use std::sync::OnceLock;
use std::time::Duration;

use regex::Regex;
use unicode_segmentation::UnicodeSegmentation;

use crate::config::ParserConfig;
use crate::llm::{prompts, LlmProvider};
use crate::models::season::{is_season_label, season_ending_in};
use crate::models::{Query, StatType};

use super::extraction_cache::{ExtractedFields, ExtractionCache};

/// Nicknames and Japanese renderings mapped to canonical names. Keys are
/// lowercase; when several match, the longest key wins.
const PLAYER_ALIASES: &[(&str, &str)] = &[
    ("レブロンジェームズ", "LeBron James"),
    ("レブロン・ジェームズ", "LeBron James"),
    ("レブロン", "LeBron James"),
    ("king james", "LeBron James"),
    ("lebron", "LeBron James"),
    ("ステフィンカリー", "Stephen Curry"),
    ("ステフィン・カリー", "Stephen Curry"),
    ("ステフィン", "Stephen Curry"),
    ("steph curry", "Stephen Curry"),
    ("steph", "Stephen Curry"),
    ("ケビンデュラント", "Kevin Durant"),
    ("ケビン・デュラント", "Kevin Durant"),
    ("デュラント", "Kevin Durant"),
    ("kd", "Kevin Durant"),
    ("ヤニス・アデトクンボ", "Giannis Antetokounmpo"),
    ("アデトクンボ", "Giannis Antetokounmpo"),
    ("ヤニス", "Giannis Antetokounmpo"),
    ("greek freak", "Giannis Antetokounmpo"),
    ("giannis", "Giannis Antetokounmpo"),
    ("ニコラ・ヨキッチ", "Nikola Jokic"),
    ("ヨキッチ", "Nikola Jokic"),
    ("jokic", "Nikola Jokic"),
    ("ルカ・ドンチッチ", "Luka Doncic"),
    ("ドンチッチ", "Luka Doncic"),
    ("doncic", "Luka Doncic"),
    ("マイケルジョーダン", "Michael Jordan"),
    ("マイケル・ジョーダン", "Michael Jordan"),
    ("コービーブライアント", "Kobe Bryant"),
    ("コービー・ブライアント", "Kobe Bryant"),
    ("コービー", "Kobe Bryant"),
    ("ジョエル・エンビード", "Joel Embiid"),
    ("エンビード", "Joel Embiid"),
    ("ジェイソン・テイタム", "Jayson Tatum"),
    ("テイタム", "Jayson Tatum"),
    ("ウェンバンヤマ", "Victor Wembanyama"),
    ("wemby", "Victor Wembanyama"),
    ("八村塁", "Rui Hachimura"),
    ("八村", "Rui Hachimura"),
    ("渡邊雄太", "Yuta Watanabe"),
    ("渡辺雄太", "Yuta Watanabe"),
    ("河村勇輝", "Yuki Kawamura"),
];

/// Statistic keywords, lowercase. Longest match wins.
const STAT_KEYWORDS: &[(&str, StatType)] = &[
    ("3ポイント成功率", StatType::Fg3Pct),
    ("スリーポイント", StatType::Fg3Pct),
    ("3ポイント", StatType::Fg3Pct),
    ("three point", StatType::Fg3Pct),
    ("3p%", StatType::Fg3Pct),
    ("フリースロー", StatType::FtPct),
    ("free throw", StatType::FtPct),
    ("ft%", StatType::FtPct),
    ("フィールドゴール", StatType::FgPct),
    ("シュート成功率", StatType::FgPct),
    ("field goal", StatType::FgPct),
    ("fg%", StatType::FgPct),
    ("得点", StatType::Pts),
    ("points", StatType::Pts),
    ("scoring", StatType::Pts),
    ("ppg", StatType::Pts),
    ("リバウンド", StatType::Reb),
    ("rebounds", StatType::Reb),
    ("rpg", StatType::Reb),
    ("アシスト", StatType::Ast),
    ("assists", StatType::Ast),
    ("apg", StatType::Ast),
    ("スティール", StatType::Stl),
    ("steals", StatType::Stl),
    ("ブロック", StatType::Blk),
    ("blocks", StatType::Blk),
    ("出場時間", StatType::Min),
    ("minutes", StatType::Min),
    ("出場試合", StatType::Gp),
    ("games played", StatType::Gp),
];

/// Capitalized words that start or end a sentence rather than a name.
const NAME_STOPWORDS: &[&str] = &[
    "What", "How", "Who", "Show", "Tell", "Give", "Me", "Please", "Is", "Was", "Did", "Does",
    "The", "In", "For", "Of", "And", "Season", "Seasons", "Regular", "Playoffs", "Stats",
    "Statistics", "Career", "Compare", "Points", "NBA",
];

const MAX_NAME_LEN: usize = 64;

fn season_regex() -> &'static Regex {
    static SEASON: OnceLock<Regex> = OnceLock::new();
    SEASON.get_or_init(|| {
        Regex::new(r"(?:^|\D)(\d{4})-(\d{4}|\d{2})(?:\D|$)").expect("season regex")
    })
}

fn year_regex() -> &'static Regex {
    static YEAR: OnceLock<Regex> = OnceLock::new();
    YEAR.get_or_init(|| {
        Regex::new(r"(?i)(?:(?:^|\D)(\d{4})\s*年|season\s*(\d{4})(?:\D|$))").expect("year regex")
    })
}

fn capitalized_run_regex() -> &'static Regex {
    static RUN: OnceLock<Regex> = OnceLock::new();
    RUN.get_or_init(|| {
        Regex::new(r"[A-Z][A-Za-z'.\-]*(?:\s+[A-Z][A-Za-z'.\-]*)*").expect("name regex")
    })
}

/// True when `term` occurs in `haystack`; ASCII terms must sit on word
/// boundaries so `kd` does not match inside another word.
///
/// Boundaries are taken between grapheme clusters, so an accented letter
/// next to the term (precomposed or with a combining mark) still counts as
/// part of the word.
fn contains_term(haystack: &str, term: &str) -> bool {
    if !term.is_ascii() {
        return haystack.contains(term);
    }
    let clusters: Vec<(usize, &str)> = haystack.grapheme_indices(true).collect();
    let cluster_at = |offset: usize| clusters.binary_search_by_key(&offset, |&(i, _)| i);

    haystack.match_indices(term).any(|(start, _)| {
        let end = start + term.len();
        let Ok(first) = cluster_at(start) else {
            return false;
        };
        let before = first.checked_sub(1).map(|i| clusters[i].1);
        let after = if end == haystack.len() {
            None
        } else {
            match cluster_at(end) {
                Ok(i) => Some(clusters[i].1),
                // A mark extends the term's last character.
                Err(_) => return false,
            }
        };
        !before.is_some_and(is_word_cluster) && !after.is_some_and(is_word_cluster)
    })
}

/// Letters and digits, except kana and kanji: Japanese questions put Latin
/// terms directly against them ("kdの得点").
fn is_word_cluster(cluster: &str) -> bool {
    cluster.chars().next().is_some_and(|c| {
        c.is_alphanumeric()
            && !matches!(
                c,
                '\u{3040}'..='\u{30FF}'
                    | '\u{3400}'..='\u{4DBF}'
                    | '\u{4E00}'..='\u{9FFF}'
                    | '\u{FF66}'..='\u{FF9F}'
            )
    })
}

fn longest_match<T: Copy>(lowered: &str, table: &[(&'static str, T)]) -> Option<T> {
    table
        .iter()
        .filter(|(term, _)| contains_term(lowered, term))
        .fold(None, |best: Option<(usize, T)>, (term, value)| {
            let len = term.chars().count();
            match best {
                Some((best_len, _)) if best_len >= len => best,
                _ => Some((len, *value)),
            }
        })
        .map(|(_, value)| value)
}

/// First well-formed season label in `text`.
///
/// `2023-24` and `2023-2024` are read as written. Without one, a bare year
/// followed by `年` or preceded by `season` names the season ending in that
/// year, so `2016年` is `2015-16`.
pub fn extract_season(text: &str) -> Option<String> {
    for caps in season_regex().captures_iter(text) {
        let start = &caps[1];
        let end = &caps[2];
        let label = if end.len() == 4 {
            format!("{start}-{}", &end[2..])
        } else {
            format!("{start}-{end}")
        };
        if is_season_label(&label) {
            return Some(label);
        }
    }

    year_regex().captures_iter(text).find_map(|caps| {
        let year = caps.get(1).or_else(|| caps.get(2))?;
        season_ending_in(year.as_str().parse().ok()?)
    })
}

/// Canonical player name from the alias table (or a canonical name written
/// in any case), else a run of two or three capitalized words.
pub fn extract_player_name(text: &str) -> Option<String> {
    let lowered = text.to_lowercase();
    if let Some(name) = longest_match(&lowered, PLAYER_ALIASES) {
        return Some(name.to_string());
    }
    if let Some((_, name)) = PLAYER_ALIASES
        .iter()
        .find(|(_, name)| contains_term(&lowered, &name.to_lowercase()))
    {
        return Some(name.to_string());
    }

    capitalized_run_regex().find_iter(text).find_map(|run| {
        let mut words: Vec<&str> = run.as_str().split_whitespace().collect();
        while words.first().is_some_and(|w| NAME_STOPWORDS.contains(w)) {
            words.remove(0);
        }
        while words.last().is_some_and(|w| NAME_STOPWORDS.contains(w)) {
            words.pop();
        }
        (2..=3).contains(&words.len()).then(|| words.join(" "))
    })
}

pub fn extract_stat_type(text: &str) -> Option<StatType> {
    longest_match(&text.to_lowercase(), STAT_KEYWORDS)
}

/// Turns free text into a [`Query`].
///
/// Heuristics always run. When enabled, the language model is asked for
/// the fields the heuristics left unset; its answers never override a
/// heuristic value.
#[derive(Clone)]
pub struct QueryParser {
    llm: LlmProvider,
    use_llm: bool,
    llm_timeout: Duration,
    cache: Option<ExtractionCache>,
}

impl QueryParser {
    pub fn new(llm: LlmProvider, config: &ParserConfig) -> Self {
        let cache = config.use_llm.then(|| ExtractionCache::new(config.cache_size));
        Self {
            llm,
            use_llm: config.use_llm,
            llm_timeout: Duration::from_secs(config.llm_timeout_secs),
            cache,
        }
    }

    /// Parser that never consults a language model.
    pub fn heuristic() -> Self {
        Self {
            llm: LlmProvider::unavailable("Heuristic parser"),
            use_llm: false,
            llm_timeout: Duration::ZERO,
            cache: None,
        }
    }

    /// Never fails. Fields that cannot be extracted stay `None`.
    pub async fn parse(&self, text: &str) -> Query {
        let mut query = Query {
            text: text.to_string(),
            player_name: extract_player_name(text),
            season: extract_season(text),
            stat_type: extract_stat_type(text),
        };

        let complete =
            query.player_name.is_some() && query.season.is_some() && query.stat_type.is_some();
        if !complete {
            if let Some(fields) = self.extract_with_llm(text).await {
                merge_extracted(&mut query, fields);
            }
        }

        tracing::debug!(
            player = ?query.player_name,
            season = ?query.season,
            stat = ?query.stat_type,
            "Query parsed"
        );
        query
    }

    async fn extract_with_llm(&self, text: &str) -> Option<ExtractedFields> {
        if !self.use_llm {
            return None;
        }

        let text = text.trim();
        if text.is_empty() {
            return None;
        }

        if !self.llm.is_available() {
            tracing::debug!("LLM extraction enabled but no model is available");
            return None;
        }

        if let Some(ref cache) = self.cache {
            if let Some(cached) = cache.get(&cache.generate_key(text)) {
                return Some(cached);
            }
        }

        let prompt = prompts::query_extraction_prompt(text);
        let call = self
            .llm
            .complete_structured::<ExtractedFields>(Some(prompts::EXTRACTION_SYSTEM_PROMPT), &prompt);

        match tokio::time::timeout(self.llm_timeout, call).await {
            Ok(Ok(fields)) => {
                if let Some(ref cache) = self.cache {
                    cache.put(cache.generate_key(text), fields.clone());
                }
                Some(fields)
            }
            Ok(Err(e)) => {
                tracing::warn!(error = %e, "LLM extraction failed, using heuristics only");
                None
            }
            Err(_) => {
                tracing::warn!(
                    timeout_secs = self.llm_timeout.as_secs(),
                    "LLM extraction timed out, using heuristics only"
                );
                None
            }
        }
    }
}

/// Fill unset fields from the model's answer, discarding values that do
/// not have the expected shape.
fn merge_extracted(query: &mut Query, fields: ExtractedFields) {
    if query.player_name.is_none() {
        query.player_name = fields
            .player_name
            .map(|name| name.trim().to_string())
            .filter(|name| !name.is_empty() && name.chars().count() <= MAX_NAME_LEN);
    }

    if query.season.is_none() {
        query.season = fields
            .season
            .map(|season| season.trim().to_string())
            .filter(|season| is_season_label(season));
    }

    if query.stat_type.is_none() {
        query.stat_type = fields.stat_type.and_then(|raw| raw.parse().ok());
    }
}
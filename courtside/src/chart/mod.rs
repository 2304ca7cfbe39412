//! Season-trend charts.
//!
//! The pipeline hands a [`TrendSeries`] to a [`ChartSink`]; what comes back
//! is either an in-memory document or the path of a saved file.

use std::path::{Path, PathBuf};

use async_trait::async_trait;
use serde_json::{json, Value};

use crate::error::{CourtsideError, Result};
use crate::models::TrendSeries;

pub const VEGA_LITE_SCHEMA: &str = "https://vega.github.io/schema/vega-lite/v5.json";

const CHART_WIDTH: u32 = 640;
const CHART_HEIGHT: u32 = 360;

#[derive(Debug, Clone, PartialEq)]
pub enum ChartArtifact {
    Inline(Value),
    File(PathBuf),
}

#[async_trait]
pub trait ChartSink: Send + Sync {
    async fn publish(&self, series: &TrendSeries) -> Result<ChartArtifact>;
}

/// Renders line charts as Vega-Lite v5 documents.
#[derive(Debug, Clone, Default)]
pub struct VegaLiteChart {
    output_dir: Option<PathBuf>,
}

impl VegaLiteChart {
    /// Charts stay in memory.
    pub fn in_memory() -> Self {
        Self { output_dir: None }
    }

    /// Charts are written under `dir`, which is created on first use.
    pub fn to_dir(dir: impl Into<PathBuf>) -> Self {
        Self {
            output_dir: Some(dir.into()),
        }
    }

    pub fn output_dir(&self) -> Option<&Path> {
        self.output_dir.as_deref()
    }

    pub fn render(&self, series: &TrendSeries) -> Value {
        let values: Vec<Value> = series
            .points
            .iter()
            .map(|point| json!({ "season": point.season, "value": point.value }))
            .collect();

        let mut y_axis = json!({
            "field": "value",
            "type": "quantitative",
            "title": series.stat.label_ja(),
        });
        if series.stat.is_percentage() {
            y_axis["axis"] = json!({ "format": ".1%" });
        }

        json!({
            "$schema": VEGA_LITE_SCHEMA,
            "title": series.title(),
            "width": CHART_WIDTH,
            "height": CHART_HEIGHT,
            "data": { "values": values },
            "mark": { "type": "line", "point": true },
            "encoding": {
                "x": { "field": "season", "type": "ordinal", "title": "シーズン", "sort": null },
                "y": y_axis,
            },
        })
    }

    /// Write the chart to `<output_dir>/<player>_<stat>.vl.json`.
    pub async fn save(&self, series: &TrendSeries) -> Result<PathBuf> {
        let dir = self.output_dir.as_deref().ok_or_else(|| {
            CourtsideError::Config("Chart output directory is not configured".to_string())
        })?;
        if series.is_empty() {
            return Err(CourtsideError::Validation(format!(
                "No seasons to plot for {}",
                series.player_name
            )));
        }

        tokio::fs::create_dir_all(dir).await?;
        let path = dir.join(file_name(series));
        let body = serde_json::to_vec_pretty(&self.render(series))?;
        tokio::fs::write(&path, body).await?;

        tracing::info!(path = %path.display(), points = series.points.len(), "Chart saved");
        Ok(path)
    }
}

fn file_name(series: &TrendSeries) -> String {
    let slug: String = series
        .player_name
        .chars()
        .map(|c| if c.is_alphanumeric() { c.to_ascii_lowercase() } else { '_' })
        .collect();
    format!("{slug}_{}.vl.json", series.stat.column().to_lowercase())
}

#[async_trait]
impl ChartSink for VegaLiteChart {
    async fn publish(&self, series: &TrendSeries) -> Result<ChartArtifact> {
        match self.output_dir {
            Some(_) => self.save(series).await.map(ChartArtifact::File),
            None => Ok(ChartArtifact::Inline(self.render(series))),
        }
    }
}
//! Chat-completion client for any OpenAI-compatible endpoint.

use std::time::Duration;

use async_openai::config::OpenAIConfig;
use async_openai::error::{ApiError, OpenAIError};
use async_openai::types::{
    ChatCompletionRequestMessage, ChatCompletionRequestSystemMessageArgs,
    ChatCompletionRequestUserMessageArgs, CreateChatCompletionRequest,
    CreateChatCompletionRequestArgs, ResponseFormat,
};
use async_openai::Client;
use reqwest::StatusCode;

use crate::config::{parse_llm_provider_model, requires_api_key, LlmConfig};
use crate::error::{CourtsideError, Result};

use super::provider::Reply;

const RATE_LIMIT_MARKERS: &[&str] = &[
    "rate limit",
    "rate_limit",
    "too many requests",
    "insufficient_quota",
];

const AUTH_MARKERS: &[&str] = &[
    "unauthorized",
    "forbidden",
    "authentication",
    "invalid api key",
    "invalid_api_key",
];

/// Endpoint for a provider prefix when `LLM_BASE_URL` is unset.
pub(crate) fn default_base_url(provider: &str) -> &'static str {
    match provider.to_lowercase().as_str() {
        "openrouter" => "https://openrouter.ai/api/v1",
        "ollama" => "http://localhost:11434/v1",
        "lmstudio" => "http://localhost:1234/v1",
        _ => "https://api.openai.com/v1",
    }
}

#[derive(Clone)]
pub struct LlmApiClient {
    client: Client<OpenAIConfig>,
    base_url: String,
    model: String,
    temperature: Option<f32>,
    max_retries: u32,
}

impl LlmApiClient {
    pub fn new(config: &LlmConfig) -> Result<Self> {
        let (provider, model) = parse_llm_provider_model(&config.model);
        if requires_api_key(provider) && config.api_key.is_none() {
            return Err(CourtsideError::Llm(format!(
                "API key required for model '{}'",
                config.model
            )));
        }

        let base_url = config
            .base_url
            .clone()
            .unwrap_or_else(|| default_base_url(provider).to_string());
        let timeout = Duration::from_secs(config.timeout_secs);

        let http = reqwest::Client::builder()
            .timeout(timeout)
            .build()
            .map_err(|e| CourtsideError::Llm(format!("Failed to build LLM HTTP client: {e}")))?;

        // async-openai backs off on 429/5xx by itself. A zero budget makes one
        // failed call final; `LLM_MAX_RETRIES` is the only retry knob.
        let backoff = backoff::ExponentialBackoff {
            max_elapsed_time: Some(Duration::ZERO),
            ..Default::default()
        };

        let openai = OpenAIConfig::new()
            .with_api_base(base_url.as_str())
            .with_api_key(config.api_key.clone().unwrap_or_default());

        Ok(Self {
            client: Client::with_config(openai)
                .with_http_client(http)
                .with_backoff(backoff),
            base_url,
            model: model.to_string(),
            temperature: config.temperature,
            max_retries: config.max_retries,
        })
    }

    pub fn base_url(&self) -> &str {
        &self.base_url
    }

    pub fn model(&self) -> &str {
        &self.model
    }

    /// One system + user exchange. Returns the first choice's text, which is
    /// never blank.
    pub async fn chat(&self, system: Option<&str>, prompt: &str, reply: Reply) -> Result<String> {
        if prompt.trim().is_empty() {
            return Err(CourtsideError::Validation("Prompt cannot be empty".to_string()));
        }

        let request = self.request(system, prompt, reply)?;

        let mut attempt = 0;
        let response = loop {
            match self.client.chat().create(request.clone()).await {
                Ok(response) => break response,
                Err(error) => {
                    let transient = is_transient(&error);
                    let error = classify(error);
                    if !transient || attempt >= self.max_retries {
                        return Err(error);
                    }
                    attempt += 1;
                    tracing::debug!(attempt, error = %error, "Retrying LLM request");
                    tokio::time::sleep(Duration::from_millis(200 * u64::from(attempt))).await;
                }
            }
        };

        let content = response
            .choices
            .into_iter()
            .next()
            .and_then(|choice| choice.message.content)
            .unwrap_or_default();

        if content.trim().is_empty() {
            return Err(CourtsideError::Llm("LLM returned an empty reply".to_string()));
        }
        Ok(content)
    }

    fn request(
        &self,
        system: Option<&str>,
        prompt: &str,
        reply: Reply,
    ) -> Result<CreateChatCompletionRequest> {
        let invalid = |e: OpenAIError| CourtsideError::Validation(format!("Invalid LLM request: {e}"));

        let mut messages: Vec<ChatCompletionRequestMessage> = Vec::with_capacity(2);
        if let Some(system) = system.filter(|text| !text.trim().is_empty()) {
            messages.push(
                ChatCompletionRequestSystemMessageArgs::default()
                    .content(system)
                    .build()
                    .map_err(invalid)?
                    .into(),
            );
        }
        messages.push(
            ChatCompletionRequestUserMessageArgs::default()
                .content(prompt)
                .build()
                .map_err(invalid)?
                .into(),
        );

        let mut args = CreateChatCompletionRequestArgs::default();
        args.model(self.model.as_str()).messages(messages);
        if let Some(temperature) = self.temperature {
            args.temperature(temperature);
        }
        if reply == Reply::Json {
            args.response_format(ResponseFormat::JsonObject);
        }
        args.build().map_err(invalid)
    }
}

/// Connection failures and 5xx responses are worth another attempt.
fn is_transient(error: &OpenAIError) -> bool {
    match error {
        OpenAIError::Reqwest(e) => e.status().map_or(true, |status| status.is_server_error()),
        _ => false,
    }
}

fn mentions(api: &ApiError, markers: &[&str]) -> bool {
    let text = format!(
        "{} {} {}",
        api.message,
        api.r#type.as_deref().unwrap_or_default(),
        api.code.as_deref().unwrap_or_default()
    )
    .to_lowercase();
    markers.iter().any(|marker| text.contains(marker))
}

/// Map a transport or API failure onto the crate's error kinds.
fn classify(error: OpenAIError) -> CourtsideError {
    match error {
        OpenAIError::Reqwest(e) => match e.status() {
            Some(StatusCode::TOO_MANY_REQUESTS) => CourtsideError::LlmRateLimit { retry_after: None },
            Some(StatusCode::UNAUTHORIZED) | Some(StatusCode::FORBIDDEN) => {
                CourtsideError::Llm(format!("LLM authentication failed: {e}"))
            }
            _ => CourtsideError::Llm(format!("LLM request failed: {e}")),
        },
        OpenAIError::ApiError(api) if mentions(&api, RATE_LIMIT_MARKERS) => {
            CourtsideError::LlmRateLimit { retry_after: None }
        }
        OpenAIError::ApiError(api) if mentions(&api, AUTH_MARKERS) => {
            CourtsideError::Llm(format!("LLM authentication failed: {api}"))
        }
        OpenAIError::ApiError(api) => CourtsideError::Llm(format!("LLM API error: {api}")),
        OpenAIError::JSONDeserialize(e) => {
            CourtsideError::Llm(format!("Unreadable LLM response: {e}"))
        }
        OpenAIError::InvalidArgument(message) => CourtsideError::Validation(message),
        other => CourtsideError::Llm(other.to_string()),
    }
}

What you are asked to do → Set down precisely the lines above between the line holding "three capitalized words." and the line holding "while words.first().is_some_and(|w| NAME_STOPWORDS.contains(w))", inclusive, and nothing beyond them.

Response to the task →
/// in any case), else a run of two or three capitalized words.
pub fn extract_player_name(text: &str) -> Option<String> {
    let lowered = text.to_lowercase();
    if let Some(name) = longest_match(&lowered, PLAYER_ALIASES) {
        return Some(name.to_string());
    }
    if let Some((_, name)) = PLAYER_ALIASES
        .iter()
        .find(|(_, name)| contains_term(&lowered, &name.to_lowercase()))
    {
        return Some(name.to_string());
    }

    capitalized_run_regex().find_iter(text).find_map(|run| {
        let mut words: Vec<&str> = run.as_str().split_whitespace().collect();
        while words.first().is_some_and(|w| NAME_STOPWORDS.contains(w)) {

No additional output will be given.